One of the loveliest things about feeding time is how it makes the world smaller. Not scary small. Safe small. Cosy small. Like the Kingdom of Plushveria has pulled up the drawbridge and all the sharp Outside Things have been moved very far away.
Work emails. Money worries. Scary future stuff. That annoying “be sensible” voice that wants me to make five big decisions before lunch.
In Feeding Space, there is only:
Cosy. Sucky. Sleepy. Held.
The Great Browser Shutdown
My brain usually behaves like a laptop with 97 tabs open and a mystery song playing from somewhere. But as I settle, the tabs start clicking shut:
Tab 1: Money panic. Closed.
Tab 2: Am I being annoying? Closed.
Tab 3: The thought that everyone secretly hates me. Closed.
Tab 4: What if I am doing life wrong? Force Quit.
Tab 5: Dinosaurs. Kept open. Core system file. Obviously.

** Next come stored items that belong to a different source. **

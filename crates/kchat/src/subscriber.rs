// SPDX-License-Identifier: Apache-2.0 OR MIT
// Copyright (c) 2025-2026 naskel.com

//! Per-attachment read state.

use std::fmt;
use std::sync::atomic::{AtomicBool, AtomicUsize, Ordering};

/// Identifier of a subscriber, unique within its channel.
#[derive(Debug, Clone, Copy, PartialEq, Eq, Hash, PartialOrd, Ord)]
pub struct SubscriberId(pub(crate) u64);

impl SubscriberId {
    /// Raw numeric value.
    #[must_use]
    pub const fn as_u64(self) -> u64 {
        self.0
    }
}

impl fmt::Display for SubscriberId {
    fn fmt(&self, f: &mut fmt::Formatter<'_>) -> fmt::Result {
        write!(f, "sub#{}", self.0)
    }
}

/// Read cursor of one attachment.
///
/// The cursor is advanced by its owner while holding the channel's buffer
/// lock in shared mode; it is read by writers and pollers while holding
/// the buffer lock exclusively, so no reader can move it mid-snapshot.
#[derive(Debug)]
pub(crate) struct Subscriber {
    id: SubscriberId,
    cursor: AtomicUsize,
    interrupt: AtomicBool,
}

impl Subscriber {
    pub(crate) fn new(id: SubscriberId, cursor: usize) -> Self {
        Self {
            id,
            cursor: AtomicUsize::new(cursor),
            interrupt: AtomicBool::new(false),
        }
    }

    #[inline]
    pub(crate) fn id(&self) -> SubscriberId {
        self.id
    }

    #[inline]
    pub(crate) fn cursor(&self) -> usize {
        self.cursor.load(Ordering::Acquire)
    }

    #[inline]
    pub(crate) fn set_cursor(&self, cursor: usize) {
        self.cursor.store(cursor, Ordering::Release);
    }

    /// Flag consumed by the next (or current) blocking wait.
    #[inline]
    pub(crate) fn interrupt_flag(&self) -> &AtomicBool {
        &self.interrupt
    }

    pub(crate) fn raise_interrupt(&self) {
        self.interrupt.store(true, Ordering::Release);
    }
}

The Permission of the Soft Start
I think I crave the permission inside feeding more than anything. Permission to be quiet. Permission to be helped. Permission to be smaller than my problems for once.

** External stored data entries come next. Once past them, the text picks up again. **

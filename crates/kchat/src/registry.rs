// SPDX-License-Identifier: Apache-2.0 OR MIT
// Copyright (c) 2025-2026 naskel.com

//! Channel registry: identity -> channel, created on first attach and
//! destroyed with its last subscriber.
//!
//! # Architecture
//!
//! ```text
//! Registry (owned by the caller, shared via Arc)
//! +-- config: Config
//! +-- channels: Mutex<HashMap<ChannelId, Arc<Channel>>>   (lock 1)
//!
//! attach(id)  : lock 1 -> resolve_or_create -> Channel::attach (lock 2 -> 3)
//! detach      : Channel::detach (lock 2), then release_if_empty (lock 1 -> 2)
//! ```
//!
//! Lookup, creation and removal only happen under lock 1, so a channel that
//! is being released can never be handed to a concurrent attach.
//!
//! There is no global instance: every registry is independent, which keeps
//! tests isolated from each other.

use crate::channel::{Channel, ChannelId, ChannelSnapshot};
use crate::config::{Config, ConfigError};
use crate::error::{Error, Result};
use crate::handle::Handle;
use parking_lot::Mutex;
use std::collections::HashMap;
use std::fmt;
use std::sync::Arc;

type ChannelMap = HashMap<ChannelId, Arc<Channel>>;

/// Directory of live channels.
pub struct Registry {
    config: Config,
    channels: Mutex<ChannelMap>,
}

impl Registry {
    /// Create a registry after validating `config`.
    pub fn new(config: Config) -> std::result::Result<Arc<Self>, ConfigError> {
        config.validate()?;
        Ok(Arc::new(Self {
            config,
            channels: Mutex::new(HashMap::new()),
        }))
    }

    /// Registry with default capacity and no limits.
    #[must_use]
    pub fn with_defaults() -> Arc<Self> {
        Arc::new(Self {
            config: Config::default(),
            channels: Mutex::new(HashMap::new()),
        })
    }

    /// Configuration applied to new channels.
    #[must_use]
    pub fn config(&self) -> &Config {
        &self.config
    }

    /// Attach a new subscriber to the channel named `id`, creating the
    /// channel if needed.
    ///
    /// If the subscriber cannot be created, a channel created by this call
    /// is released again before the error is returned.
    pub fn attach(self: &Arc<Self>, id: impl Into<ChannelId>) -> Result<Handle> {
        let id = id.into();
        let mut channels = self.channels.lock();

        let channel = self.resolve_or_create(&mut channels, &id)?;
        match channel.attach() {
            Ok(subscriber) => Ok(Handle::new(Arc::clone(self), channel, subscriber)),
            Err(err) => {
                log::warn!("[Registry] attach to '{}' failed: {}", id, err);
                Self::release_locked(&mut channels, &channel);
                Err(err)
            }
        }
    }

    /// Existing channel for `id`, or a freshly inserted one.
    ///
    /// Must be called with the registry lock held (`channels` is its guard).
    /// Leaves the map unchanged on failure.
    fn resolve_or_create(&self, channels: &mut ChannelMap, id: &ChannelId) -> Result<Arc<Channel>> {
        if let Some(channel) = channels.get(id) {
            return Ok(Arc::clone(channel));
        }

        if self.config.channel_limit_reached(channels.len()) {
            return Err(Error::ResourceExhausted("channel limit"));
        }
        channels
            .try_reserve(1)
            .map_err(|_| Error::ResourceExhausted("registry"))?;

        let channel = Arc::new(Channel::try_new(id.clone(), &self.config)?);
        channels.insert(id.clone(), Arc::clone(&channel));
        log::debug!(
            "[Registry] created channel '{}' (capacity {})",
            id,
            self.config.capacity
        );
        Ok(channel)
    }

    /// Remove `channel` from the registry if it has no subscribers.
    ///
    /// Returns true if the channel was removed. A different channel that
    /// has since been registered under the same identity is left alone.
    pub fn release_if_empty(&self, channel: &Arc<Channel>) -> bool {
        let mut channels = self.channels.lock();
        Self::release_locked(&mut channels, channel)
    }

    fn release_locked(channels: &mut ChannelMap, channel: &Arc<Channel>) -> bool {
        let registered = channels
            .get(channel.id())
            .is_some_and(|c| Arc::ptr_eq(c, channel));
        if !registered {
            return false;
        }

        // Holding lock 1 while taking lock 2 keeps attach out until removal is done.
        if channel.is_unsubscribed() {
            channels.remove(channel.id());
            log::debug!("[Registry] released channel '{}'", channel.id());
            true
        } else {
            log::trace!(
                "[Registry] channel '{}' still has subscribers",
                channel.id()
            );
            false
        }
    }

    /// Number of live channels.
    #[must_use]
    pub fn channel_count(&self) -> usize {
        self.channels.lock().len()
    }

    /// Whether a live channel exists for `id`.
    #[must_use]
    pub fn contains(&self, id: &ChannelId) -> bool {
        self.channels.lock().contains_key(id)
    }

    /// Snapshot of every live channel, sorted by identity.
    pub fn snapshot(&self) -> Vec<ChannelSnapshot> {
        let channels: Vec<Arc<Channel>> = self.channels.lock().values().cloned().collect();
        let mut snapshots: Vec<ChannelSnapshot> = channels.iter().map(|c| c.snapshot()).collect();
        snapshots.sort_by(|a, b| a.id.cmp(&b.id));
        snapshots
    }
}

impl fmt::Debug for Registry {
    fn fmt(&self, f: &mut fmt::Formatter<'_>) -> fmt::Result {
        f.debug_struct("Registry")
            .field("config", &self.config)
            .field("channels", &self.channel_count())
            .finish()
    }
}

Grown up Oli is clever. He can analyse and worry until his brain is just mashed potato with anxiety sprinkles.
But Little Oli doesn’t want to analyse.
He wants to be tucked in.
He wants to blink slowly and hold a plushie.
He wants every complicated adult thought to fall down a well.

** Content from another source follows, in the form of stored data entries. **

#[cfg(test)]
mod tests {
    use super::*;
    use crate::poll::{Poller, Token};
    use std::thread;
    use std::time::Duration;

    fn channel(capacity: usize) -> Channel {
        Channel::try_new(ChannelId::from("test"), &Config::with_capacity(capacity)).unwrap()
    }

    fn read_all(ch: &Channel, sub: &Subscriber) -> Vec<u8> {
        let mut out = vec![0u8; ch.capacity()];
        match ch.read(sub, &mut out, IoMode::NonBlocking) {
            Ok(n) => out[..n].to_vec(),
            Err(Error::WouldBlock) => Vec::new(),
            Err(e) => panic!("unexpected error: {e}"),
        }
    }

    #[test]
    fn test_attach_starts_at_write_cursor() {
        let ch = channel(16);
        let a = ch.attach().unwrap();
        assert_eq!(ch.write(&a, b"old", IoMode::NonBlocking), Ok(3));

        let b = ch.attach().unwrap();
        assert_eq!(b.cursor(), 3);
        assert!(read_all(&ch, &b).is_empty());
        assert_eq!(read_all(&ch, &a), b"old");
    }

    #[test]
    fn test_detach_unknown_is_not_found() {
        let ch = channel(16);
        let a = ch.attach().unwrap();
        assert_eq!(ch.detach(a.id()), Ok(()));
        assert_eq!(ch.detach(a.id()), Err(Error::NotFound));
        assert!(ch.is_unsubscribed());
    }

    #[test]
    fn test_subscriber_limit() {
        let config = Config::with_capacity(8).max_subscribers(1);
        let ch = Channel::try_new(ChannelId::from("limited"), &config).unwrap();
        let _a = ch.attach().unwrap();
        assert_eq!(
            ch.attach().unwrap_err(),
            Error::ResourceExhausted("subscriber limit")
        );
        assert_eq!(ch.subscriber_count(), 1);
    }

    #[test]
    fn test_room_without_subscribers_is_full_capacity_minus_slack() {
        let ch = channel(8);
        let ring = ch.ring.read();
        assert_eq!(Channel::room_to_write(&[], &ring), 7);
    }

    #[test]
    fn test_blocking_offset_picks_slowest_first() {
        let ch = channel(8);
        let a = ch.attach().unwrap();
        let b = ch.attach().unwrap();
        ch.write(&a, b"abcd", IoMode::NonBlocking).unwrap();

        // Both tied at 4 unread: first encountered wins.
        {
            let subs = ch.subscribers.lock();
            let ring = ch.ring.read();
            assert_eq!(Channel::blocking_offset(&subs, &ring), a.cursor());
        }

        let mut two = [0u8; 2];
        ch.read(&a, &mut two, IoMode::NonBlocking).unwrap();
        let subs = ch.subscribers.lock();
        let ring = ch.ring.read();
        assert_eq!(Channel::blocking_offset(&subs, &ring), b.cursor());
        assert_eq!(Channel::room_to_write(&subs, &ring), 3);
    }

    #[test]
    fn test_nonblocking_read_empty() {
        let ch = channel(8);
        let a = ch.attach().unwrap();
        let mut buf = [0u8; 4];
        assert_eq!(ch.read(&a, &mut buf, IoMode::NonBlocking), Err(Error::WouldBlock));
        assert_eq!(ch.snapshot().stats.would_block, 1);
    }

    #[test]
    fn test_zero_length_requests() {
        let ch = channel(8);
        let a = ch.attach().unwrap();
        assert_eq!(ch.read(&a, &mut [], IoMode::Blocking), Ok(0));
        assert_eq!(ch.write(&a, &[], IoMode::Blocking), Ok(0));
    }

    #[test]
    fn test_backpressure_nonblocking() {
        let ch = channel(8);
        let stalled = ch.attach().unwrap();
        assert_eq!(ch.write(&stalled, b"0123456789", IoMode::NonBlocking), Ok(7));
        assert_eq!(ch.write(&stalled, b"x", IoMode::NonBlocking), Err(Error::WouldBlock));

        let mut buf = [0u8; 2];
        assert_eq!(ch.read(&stalled, &mut buf, IoMode::NonBlocking), Ok(2));
        assert_eq!(ch.write(&stalled, b"xyz", IoMode::NonBlocking), Ok(2));
    }

    #[test]
    fn test_blocked_writer_resumes_after_detach() {
        let ch = Arc::new(channel(4));
        let writer = ch.attach().unwrap();
        let stalled = ch.attach().unwrap();
        assert_eq!(ch.write(&writer, b"abc", IoMode::NonBlocking), Ok(3));

        let mut buf = [0u8; 3];
        ch.read(&writer, &mut buf, IoMode::NonBlocking).unwrap();

        let ch2 = Arc::clone(&ch);
        let w = Arc::clone(&writer);
        let blocked = thread::spawn(move || ch2.write(&w, b"d", IoMode::Blocking));

        thread::sleep(Duration::from_millis(20));
        ch.detach(stalled.id()).unwrap();
        assert_eq!(blocked.join().unwrap(), Ok(1));
    }

    #[test]
    fn test_readiness() {
        let ch = channel(4);
        let a = ch.attach().unwrap();
        assert_eq!(
            ch.readiness(&a),
            Readiness {
                readable: false,
                writable: true
            }
        );
        ch.write(&a, b"abc", IoMode::NonBlocking).unwrap();
        assert_eq!(
            ch.readiness(&a),
            Readiness {
                readable: true,
                writable: false
            }
        );
    }

    #[test]
    fn test_watcher_lifecycle() {
        let ch = channel(8);
        let a = ch.attach().unwrap();
        let poller = Poller::new();
        let id = ch.register_watcher(poller.waker(Token(9)));
        assert_eq!(ch.data_ready.watcher_count(), 1);
        assert_eq!(ch.room_ready.watcher_count(), 1);

        ch.write(&a, b"hi", IoMode::NonBlocking).unwrap();
        assert_eq!(poller.drain(), vec![Token(9)]);

        ch.unregister_watcher(id);
        assert_eq!(ch.data_ready.watcher_count(), 0);
        assert_eq!(ch.room_ready.watcher_count(), 0);
    }

    #[test]
    fn test_snapshot_backlog() {
        let ch = channel(16);
        let a = ch.attach().unwrap();
        let _b = ch.attach().unwrap();
        ch.write(&a, b"hello", IoMode::NonBlocking).unwrap();
        read_all(&ch, &a);

        let snap = ch.snapshot();
        assert_eq!(snap.subscribers, 2);
        assert_eq!(snap.backlog, 5);
        assert_eq!(snap.capacity, 16);
        assert_eq!(snap.stats.bytes_written, 5);
        assert_eq!(snap.stats.bytes_read, 5);
    }

    #[test]
    fn test_channel_id_value_semantics() {
        let a = ChannelId::from("room");
        let b = ChannelId::new(String::from("room"));
        assert_eq!(a, b);
        assert_eq!(ChannelId::from(Path::new("/dev/kchat0")).as_str(), "/dev/kchat0");
        assert_eq!(a.to_string(), "room");
    }
}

With glow stars on the walls.
And then there is the deepest softness. The one I get shy about because it feels so big and scary soft.
Nursing. Breastfeeding. The close close.
Whatever words people use, for me it sits in that same soft place as bottles, nappies and blankies. It’s the thing I think about when my brain has gone all buzzy and too big.
It isn’t just about milk.
It’s about the heartbeat like a lullaby.
It scares me to ask for it, because it feels like asking someone to love the most fragile, babyish bit of me. The bit that doesn’t want to pretend it’s okay. The bit that just wants to be cradled, chosen, and wanted.
I think part of why nursing means so much is because I didn’t get that soft start. Being taken away from my birth mummy right at the beginning left a tiny quiet ache for the kind of warm close close love I never had. That first “you belong here.”
So when I think about bottles, or nursing, or being held tight, it isn’t just a kink thing.
It’s some tiny part of me finally whispering:
I didn’t just want to be fed.
I wanted to be someone’s baby.
I wanted to be held like I mattered.
Feeding isn’t just a moment. It’s a language.
The bottle says: “You can be little now.”
The nursing says: “You can be close now.”
Both say: “You don’t have to hold the world up by yourself anymore.”
And honestly? That is dangerous information for my brain.
Because the second I feel that, I click into Tiny Mode.
There is a secret language in the settling. The little hand squeezes. The soft crinkle of being padded and safe. The way the praise lands somewhere much smaller than my grown up ears.
Tiny Prince has stopped working.
Please reboot with cuddles.
I might pretend I am a dignified, independent prince.
Absolutely not one soft voice away from becoming a puddle.
But if someone strokes my hair while I’m fed?
If they let me nurse and tell me I’m safe?
I am legally no longer responsible for having bones.
Royal, moon charged, protected by decree pudding.
> Harvey Hippo’s Official Decree:
Bottle / nursing status: Required immediately.
Prince status: Very blushy and melty.
Mummy status: Heart full of softness.
Softness levels: Dangerously high.
(Dinosaur tab remains open in background.)